Di Philippe Daverio è uscito per Rizzoli «Grand Tour d’Italia a piccoli passi» (pp. 416, euro 32,90), un viaggio lento condotto attraverso le bellezze del Paese, «guidati dalla curiosità». Per gentile concessione, pubblichiamo le pagine che parlano di Bergamo.

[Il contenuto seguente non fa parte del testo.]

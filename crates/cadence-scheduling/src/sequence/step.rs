// Copyright 2025 eraflo
//
// Licensed under the Apache License, Version 2.0 (the "License");
// you may not use this file except in compliance with the License.
// You may obtain a copy of the License at
//
//     http://www.apache.org/licenses/LICENSE-2.0
//
// Unless required by applicable law or agreed to in writing, software
// distributed under the License is distributed on an "AS IS" BASIS,
// WITHOUT WARRANTIES OR CONDITIONS OF ANY KIND, either express or implied.
// See the License for the specific language governing permissions and
// limitations under the License.

//! The step-source interface and its adapters.

use super::StepContext;

/// What a sequence asks for after executing one step.
#[derive(Debug, Clone, Copy, PartialEq)]
pub enum Step {
    /// Run the next step on the next tick.
    Yield,
    /// Sleep for the given number of seconds of logical time, then continue.
    WaitFor(f64),
    /// The sequence is finished; its slot is released.
    Done,
}

/// How a sequence's slot came to be released.
#[derive(Debug, Clone, Copy, PartialEq, Eq)]
pub enum SequenceOutcome {
    /// The sequence returned [`Step::Done`].
    Completed,
    /// The sequence was stopped from outside.
    Stopped,
    /// A step returned an error.
    Failed,
}

/// A unit of work that advances one discrete step per tick.
pub trait Sequence {
    /// Executes one step.
    fn step(&mut self, ctx: &mut StepContext<'_>) -> anyhow::Result<Step>;
}

impl<S: Sequence + ?Sized> Sequence for Box<S> {
    fn step(&mut self, ctx: &mut StepContext<'_>) -> anyhow::Result<Step> {
        (**self).step(ctx)
    }
}

/// A sequence driven by a closure. See [`from_fn`].
pub struct FromFn<F>(F);

/// Creates a sequence that calls `f` once per step.
pub fn from_fn<F>(f: F) -> FromFn<F>
where
    F: FnMut(&mut StepContext<'_>) -> anyhow::Result<Step>,
{
    FromFn(f)
}

impl<F> Sequence for FromFn<F>
where
    F: FnMut(&mut StepContext<'_>) -> anyhow::Result<Step>,
{
    fn step(&mut self, ctx: &mut StepContext<'_>) -> anyhow::Result<Step> {
        (self.0)(ctx)
    }
}

/// A sequence replaying a fixed list of steps. See [`from_steps`].
pub struct FromSteps<I>(I);

/// Creates a sequence that yields each item of `steps` in turn and finishes
/// when the iterator is exhausted.
pub fn from_steps<I>(steps: I) -> FromSteps<I::IntoIter>
where
    I: IntoIterator<Item = Step>,
{
    FromSteps(steps.into_iter())
}

impl<I: Iterator<Item = Step>> Sequence for FromSteps<I> {
    fn step(&mut self, _ctx: &mut StepContext<'_>) -> anyhow::Result<Step> {
        Ok(self.0.next().unwrap_or(Step::Done))
    }
}
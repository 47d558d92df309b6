// src/request.rs

//! Monitor requests and their lifecycle state machine.
//!
//! ```text
//!            suspend            cancel
//!   Active ───────────▶ Suspended ──────▶ Cancelled
//!     ▲  │   resume        │
//!     │  └───────◀─────────┘
//!     │
//!     └──────────── cancel ─────────────▶ Cancelled
//! ```

use crate::error::{MonitorError, Operation};
use serde::{Deserialize, Serialize};
use std::fmt;
use std::path::{Path, PathBuf};

/// Session-unique identifier of a monitor request.
///
/// Identifiers are allocated monotonically and never reused, even after cancellation.
#[derive(Debug, Clone, Copy, PartialEq, Eq, Hash, PartialOrd, Ord, Serialize, Deserialize)]
#[serde(transparent)]
pub struct RequestId(u64);

impl RequestId {
    /// Wraps a raw request number.
    #[must_use]
    pub const fn new(raw: u64) -> Self {
        Self(raw)
    }

    /// Returns the raw request number.
    #[must_use]
    pub const fn get(self) -> u64 {
        self.0
    }
}

impl fmt::Display for RequestId {
    fn fmt(&self, f: &mut fmt::Formatter<'_>) -> fmt::Result {
        write!(f, "{}", self.0)
    }
}

/// Identifier the backend assigned to a subscription.
#[derive(Debug, Clone, Copy, PartialEq, Eq, Hash)]
pub struct BackendRequestId(pub u64);

/// What a request monitors.
#[derive(Debug, Clone, Copy, PartialEq, Eq, Hash, Serialize, Deserialize)]
#[serde(rename_all = "lowercase")]
pub enum RequestKind {
    File,
    Directory,
    Collection,
}

impl fmt::Display for RequestKind {
    fn fmt(&self, f: &mut fmt::Formatter<'_>) -> fmt::Result {
        f.write_str(match self {
            Self::File => "file",
            Self::Directory => "directory",
            Self::Collection => "collection",
        })
    }
}

/// Lifecycle state of a request.
#[derive(Debug, Clone, Copy, PartialEq, Eq, Hash, Serialize, Deserialize)]
#[serde(rename_all = "lowercase")]
pub enum RequestState {
    Active,
    Suspended,
    Cancelled,
}

impl fmt::Display for RequestState {
    fn fmt(&self, f: &mut fmt::Formatter<'_>) -> fmt::Result {
        f.write_str(match self {
            Self::Active => "active",
            Self::Suspended => "suspended",
            Self::Cancelled => "cancelled",
        })
    }
}

impl RequestState {
    /// Computes the state reached by applying `operation`, or `None` if the transition is invalid.
    ///
    /// Cancelling a cancelled request is handled by the registry as a no-op and is not a
    /// transition.
    #[must_use]
    pub const fn after(self, operation: Operation) -> Option<Self> {
        match (self, operation) {
            (Self::Active, Operation::Suspend) => Some(Self::Suspended),
            (Self::Suspended, Operation::Resume) => Some(Self::Active),
            (Self::Active | Self::Suspended, Operation::Cancel) => Some(Self::Cancelled),
            _ => None,
        }
    }
}

/// Depth and filename mask of a collection subscription.
#[derive(Debug, Clone, PartialEq, Eq, Serialize, Deserialize)]
pub struct CollectionSpec {
    /// How many directory levels below the root are monitored. `0` means the root's
    /// immediate members only.
    pub depth: u32,
    /// Glob matched against member file names, e.g. `*.jpg`.
    pub mask: String,
}

/// One subscription and its current lifecycle state.
#[derive(Debug, Clone, PartialEq, Eq, Serialize)]
pub struct MonitorRequest {
    id: RequestId,
    kind: RequestKind,
    path: PathBuf,
    collection: Option<CollectionSpec>,
    state: RequestState,
    #[serde(skip)]
    backend_id: BackendRequestId,
}

impl MonitorRequest {
    pub(crate) fn new(
        id: RequestId,
        kind: RequestKind,
        path: PathBuf,
        collection: Option<CollectionSpec>,
        backend_id: BackendRequestId,
    ) -> Self {
        Self {
            id,
            kind,
            path,
            collection,
            state: RequestState::Active,
            backend_id,
        }
    }

    #[must_use]
    pub const fn id(&self) -> RequestId {
        self.id
    }

    #[must_use]
    pub const fn kind(&self) -> RequestKind {
        self.kind
    }

    #[must_use]
    pub fn path(&self) -> &Path {
        &self.path
    }

    #[must_use]
    pub const fn collection(&self) -> Option<&CollectionSpec> {
        self.collection.as_ref()
    }

    #[must_use]
    pub const fn state(&self) -> RequestState {
        self.state
    }

    /// Returns `true` while the request is receiving notifications.
    #[must_use]
    pub fn is_active(&self) -> bool {
        self.state == RequestState::Active
    }

    pub(crate) const fn backend_id(&self) -> BackendRequestId {
        self.backend_id
    }

    /// Checks that `operation` is valid from the current state without applying it.
    pub(crate) fn check(&self, operation: Operation) -> Result<RequestState, MonitorError> {
        self.state
            .after(operation)
            .ok_or(MonitorError::InvalidTransition {
                id: self.id,
                operation,
                state: self.state,
            })
    }

    pub(crate) fn set_state(&mut self, state: RequestState) {
        self.state = state;
    }
}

Bergamo, con le sue valli e le sue vette, è un centro dall’animo storico profondamente cosmopolita: lombardo nel cuore ma veneziano d’adozione, e per di più crocevia montano fra l’Italia e il resto d’Europa, perché a lungo è stata una delle porte attraverso le quali la cultura francese e germanica valicava le Alpi per diffondersi lungo la penisola. Non stupisce allora che qui, più e più a lungo che altrove, si inizi e si continui a giocare con un tema di origine transalpina che oggi non può che farci rabbrividire: la morte. Che nel bergamasco appare, a seconda delle epoche e delle intenzioni, seria o ridanciana, ma comunque sempre trionfante.

L’oratorio dei Disciplini

La cittadina di Clusone ha tuttora un che di medioevale, con le sue bottegucce intatte e quattrocentesche. È cresciuta e si è sviluppata, dal XV al XIX secolo, sotto l’ala della Repubblica di Venezia, ma seppure sia stata a lungo veneta, la rizzata perfetta e gli scalini di certe sue salite sono la cosa più lombarda che possa esistere.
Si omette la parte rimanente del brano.